なるべく頻繁に状況を知らせるメッセージを送っていたからだろうか、今は電話で話した時よりやや落ち着いているようにも見える。けれど、本当に心配で堪らないだろう――と、喜世子は手をゆっくりと撫でながら、できるだけ穏やかに声を掛けた。
「仕事中に何度も連絡入れて、ごめんね」
「いえ」
「大丈夫だった?」
「はい、あの、事情をきいた早番の人が、シフトを変わってくれたので」
「そう、よかった。あのバカ、本当に心配させたね」
笑いながらそう言った喜世子へと、ぎこちない笑みが返ってくる。
「電話でも話したけど、入院してもしなくてもどっちでもいいって言われたんだけどね。まあ、怪我の場所が場所だけに、今日一日は大事をとって入院させて貰えたらって、お願いしたんだよ。それでよかった?」
「……はい」
「風太とは、ちゃんと話もできたから。

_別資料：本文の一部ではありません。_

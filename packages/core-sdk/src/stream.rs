use std::sync::atomic::{AtomicBool, Ordering};
use std::sync::Arc;

use futures_util::{Stream, StreamExt};
use once_cell::sync::Lazy;
use regex::Regex;
use serde::{Deserialize, Serialize};
use serde_json::Value;
use tokio::sync::mpsc;

use crate::error::AiError;

/**
 * \brief 流式事件。零或多个 chunk 之后恰好一个 done 或 error。
 */
#[derive(Debug, Clone, PartialEq, Serialize, Deserialize)]
#[serde(tag = "type", rename_all = "lowercase")]
pub enum StreamEvent {
    Chunk {
        chunk: String,
    },
    Done {
        #[serde(rename = "finalContent")]
        final_content: String,
    },
    Error {
        error: String,
    },
}

impl StreamEvent {
    pub fn is_terminal(&self) -> bool {
        !matches!(self, StreamEvent::Chunk { .. })
    }
}

/**
 * \brief 事件通道的发送端。
 *
 * 第一个终止事件之后的所有事件都会被丢弃，保证事件序列合法。
 * 克隆共享同一个终止标记。
 */
#[derive(Debug, Clone)]
pub struct StreamSink {
    tx: mpsc::UnboundedSender<StreamEvent>,
    finished: Arc<AtomicBool>,
    emitted: Arc<AtomicBool>,
}

impl StreamSink {
    pub fn new(tx: mpsc::UnboundedSender<StreamEvent>) -> Self {
        Self {
            tx,
            finished: Arc::new(AtomicBool::new(false)),
            emitted: Arc::new(AtomicBool::new(false)),
        }
    }

    /** \brief 创建一对 (发送端, 接收端)。 */
    pub fn channel() -> (Self, mpsc::UnboundedReceiver<StreamEvent>) {
        let (tx, rx) = mpsc::unbounded_channel();
        (Self::new(tx), rx)
    }

    /** \brief 发送增量；空串与终止之后的调用被忽略。 */
    pub fn chunk(&self, chunk: &str) -> bool {
        if chunk.is_empty() || self.is_finished() {
            return false;
        }
        self.emitted.store(true, Ordering::SeqCst);
        // 接收端已关闭时静默丢弃
        let _ = self.tx.send(StreamEvent::Chunk {
            chunk: chunk.to_string(),
        });
        true
    }

    pub fn done(&self, final_content: &str) -> bool {
        self.terminate(StreamEvent::Done {
            final_content: final_content.to_string(),
        })
    }

    pub fn error(&self, message: &str) -> bool {
        self.terminate(StreamEvent::Error {
            error: message.to_string(),
        })
    }

    fn terminate(&self, event: StreamEvent) -> bool {
        if self.finished.swap(true, Ordering::SeqCst) {
            return false;
        }
        self.emitted.store(true, Ordering::SeqCst);
        let _ = self.tx.send(event);
        true
    }

    pub fn is_finished(&self) -> bool {
        self.finished.load(Ordering::SeqCst)
    }

    /** \brief 是否已经向调用方发出过任何事件。 */
    pub fn has_emitted(&self) -> bool {
        self.emitted.load(Ordering::SeqCst)
    }
}

/**
 * \brief 一行 SSE 数据。
 */
#[derive(Debug, Clone, PartialEq)]
pub enum SseFrame {
    Data(Value),
    Done,
}

/**
 * \brief 按行切分 `data: <json>` 事件，跨网络分包缓存半行。
 *
 * 非 JSON 行、注释行与其他字段一律忽略。
 */
#[derive(Debug, Default)]
pub struct SseLineDecoder {
    buf: Vec<u8>,
}

impl SseLineDecoder {
    pub fn new() -> Self {
        Self::default()
    }

    pub fn push(&mut self, bytes: &[u8]) -> Vec<SseFrame> {
        self.buf.extend_from_slice(bytes);
        let mut frames = Vec::new();
        while let Some(pos) = self.buf.iter().position(|b| *b == b'\n') {
            let line = self.buf.drain(..=pos).collect::<Vec<u8>>();
            if let Some(frame) = parse_line(&line) {
                frames.push(frame);
            }
        }
        frames
    }

    /** \brief 处理最后一段没有换行结尾的数据。 */
    pub fn finish(&mut self) -> Vec<SseFrame> {
        let rest = std::mem::take(&mut self.buf);
        parse_line(&rest).into_iter().collect()
    }
}

fn parse_line(line: &[u8]) -> Option<SseFrame> {
    let text = String::from_utf8_lossy(line);
    let data = text.trim().strip_prefix("data:")?.trim();
    if data.is_empty() {
        return None;
    }
    if data == "[DONE]" {
        return Some(SseFrame::Done);
    }
    match serde_json::from_str(data) {
        Ok(value) => Some(SseFrame::Data(value)),
        Err(_) => {
            tracing::trace!(line = %data.chars().take(100).collect::<String>(), "skip non-JSON SSE line");
            None
        }
    }
}

static OPEN_TAG: Lazy<Regex> = Lazy::new(|| {
    Regex::new(r"(?i)<(think|redacted_reasoning)(?:\s[^>]*)?>").expect("open tag regex")
});
static CLOSE_THINK: Lazy<Regex> =
    Lazy::new(|| Regex::new(r"(?i)</think\s*>").expect("think close regex"));
static CLOSE_REDACTED: Lazy<Regex> =
    Lazy::new(|| Regex::new(r"(?i)</redacted_reasoning\s*>").expect("redacted close regex"));

const TAG_NAMES: &[&str] = &["think", "redacted_reasoning"];

/**
 * \brief 推理过滤器状态。
 */
#[derive(Debug, Clone, Copy, PartialEq, Eq)]
pub enum ThinkingState {
    Passthrough,
    Suppressed,
}

/**
 * \brief 去除 `<think>` / `<redacted_reasoning>` 推理片段。
 *
 * 每次都对完整累积内容重新清洗，只输出比上次多出来的部分，
 * 因此标签被任意切分在多个分片中也能正确识别。
 * 流式过程中，末尾可能是半个开标签的内容暂不输出。
 */
#[derive(Debug)]
pub struct ThinkingFilter {
    raw: String,
    forwarded: usize,
    state: ThinkingState,
}

impl Default for ThinkingFilter {
    fn default() -> Self {
        Self::new()
    }
}

impl ThinkingFilter {
    pub fn new() -> Self {
        Self {
            raw: String::new(),
            forwarded: 0,
            state: ThinkingState::Passthrough,
        }
    }

    /** \brief 追加一个分片，返回可以转发的新增可见文本。 */
    pub fn push(&mut self, fragment: &str) -> Option<String> {
        self.raw.push_str(fragment);
        self.advance(true)
    }

    /** \brief 流结束：释放未成形的半个标签，丢弃未闭合的推理内容。 */
    pub fn finish(&mut self) -> Option<String> {
        self.advance(false)
    }

    pub fn state(&self) -> ThinkingState {
        self.state
    }

    #[cfg(test)]
    fn visible(&self) -> String {
        let (clean, _) = clean(&self.raw, true);
        clean.get(..self.forwarded).unwrap_or_default().to_string()
    }

    fn advance(&mut self, holdback: bool) -> Option<String> {
        let (clean, state) = clean(&self.raw, holdback);
        self.state = state;
        let delta = clean.get(self.forwarded..).filter(|d| !d.is_empty())?.to_string();
        self.forwarded = clean.len();
        Some(delta)
    }
}

/** \brief 一次性清洗完整文本。 */
pub fn strip_thinking(raw: &str) -> String {
    clean(raw, false).0
}

fn clean(raw: &str, holdback: bool) -> (String, ThinkingState) {
    let mut out = String::with_capacity(raw.len());
    let mut rest = raw;
    loop {
        let Some(caps) = OPEN_TAG.captures(rest) else {
            let keep = if holdback {
                partial_open_start(rest)
            } else {
                rest.len()
            };
            out.push_str(&rest[..keep]);
            return (out, ThinkingState::Passthrough);
        };
        let (Some(whole), Some(name)) = (caps.get(0), caps.get(1)) else {
            return (out, ThinkingState::Passthrough);
        };
        out.push_str(&rest[..whole.start()]);
        let closer: &Regex = if name.as_str().eq_ignore_ascii_case("think") {
            &CLOSE_THINK
        } else {
            &CLOSE_REDACTED
        };
        let after_open = &rest[whole.end()..];
        match closer.find(after_open) {
            Some(close) => rest = &after_open[close.end()..],
            None => return (out, ThinkingState::Suppressed),
        }
    }
}

/** \brief 可能未写完的开标签起始位置，没有则为 text.len()。 */
fn partial_open_start(text: &str) -> usize {
    let Some(idx) = text.rfind('<') else {
        return text.len();
    };
    let tail = &text[idx + 1..];
    if tail.contains('>') {
        return text.len();
    }
    let lower = tail.to_ascii_lowercase();
    let pending = TAG_NAMES.iter().any(|name| {
        name.starts_with(lower.as_str())
            || lower
                .strip_prefix(name)
                .and_then(|after| after.chars().next())
                .is_some_and(char::is_whitespace)
    });
    if pending {
        idx
    } else {
        text.len()
    }
}

/**
 * \brief 消费 SSE 字节流，逐个转发过滤后的增量。
 *
 * `extract` 从每个 JSON 事件中取出增量文本；返回 Err 时立即中止。
 * 终止事件由调用方发送。
 * \return 过滤后的完整可见内容
 */
pub async fn decode_stream<S, B, E, F>(
    mut body: S,
    mut extract: F,
    sink: Option<&StreamSink>,
) -> Result<String, AiError>
where
    S: Stream<Item = Result<B, E>> + Unpin,
    B: AsRef<[u8]>,
    E: Into<AiError>,
    F: FnMut(&Value) -> Result<Option<String>, AiError>,
{
    let mut decoder = SseLineDecoder::new();
    let mut filter = ThinkingFilter::new();
    let mut content = String::new();

    let mut forward = |frames: Vec<SseFrame>, content: &mut String| -> Result<bool, AiError> {
        for frame in frames {
            let value = match frame {
                SseFrame::Done => return Ok(true),
                SseFrame::Data(value) => value,
            };
            if let Some(delta) = extract(&value)?.and_then(|fragment| filter.push(&fragment)) {
                content.push_str(&delta);
                if let Some(sink) = sink {
                    sink.chunk(&delta);
                }
            }
        }
        Ok(false)
    };

    let mut finished = false;
    while let Some(bytes) = body.next().await {
        let bytes = bytes.map_err(Into::into)?;
        if forward(decoder.push(bytes.as_ref()), &mut content)? {
            finished = true;
            break;
        }
    }
    if !finished {
        forward(decoder.finish(), &mut content)?;
    }

    if let Some(tail) = filter.finish() {
        content.push_str(&tail);
        if let Some(sink) = sink {
            sink.chunk(&tail);
        }
    }
    if filter.state() == ThinkingState::Suppressed {
        tracing::debug!("stream ended inside an unterminated reasoning span");
    }
    Ok(content)
}

#[cfg(test)]
pub(crate) fn drain_events(rx: &mut mpsc::UnboundedReceiver<StreamEvent>) -> Vec<StreamEvent> {
    let mut events = Vec::new();
    while let Ok(event) = rx.try_recv() {
        events.push(event);
    }
    events
}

まあちょっとね、怪我した時のことはあやふやで思い出せないみたいだったけど、頭だとそういうことはあるって」
「……はい」
「あとね、明日から一週間程は安静にして様子をみた方がいいって言われてるから、その間はうちで過ごすようにしなね。前みたいに二人で客間を使うように用意しておくから。その方が珠ちゃんも、安心して仕事に行けるだろ」
「……でも」
「珠ちゃん」
迷うように揺れる眼差しが、喜世子を見つめている。すぐには、何をどうするべきなのか判断がつかないのだろう。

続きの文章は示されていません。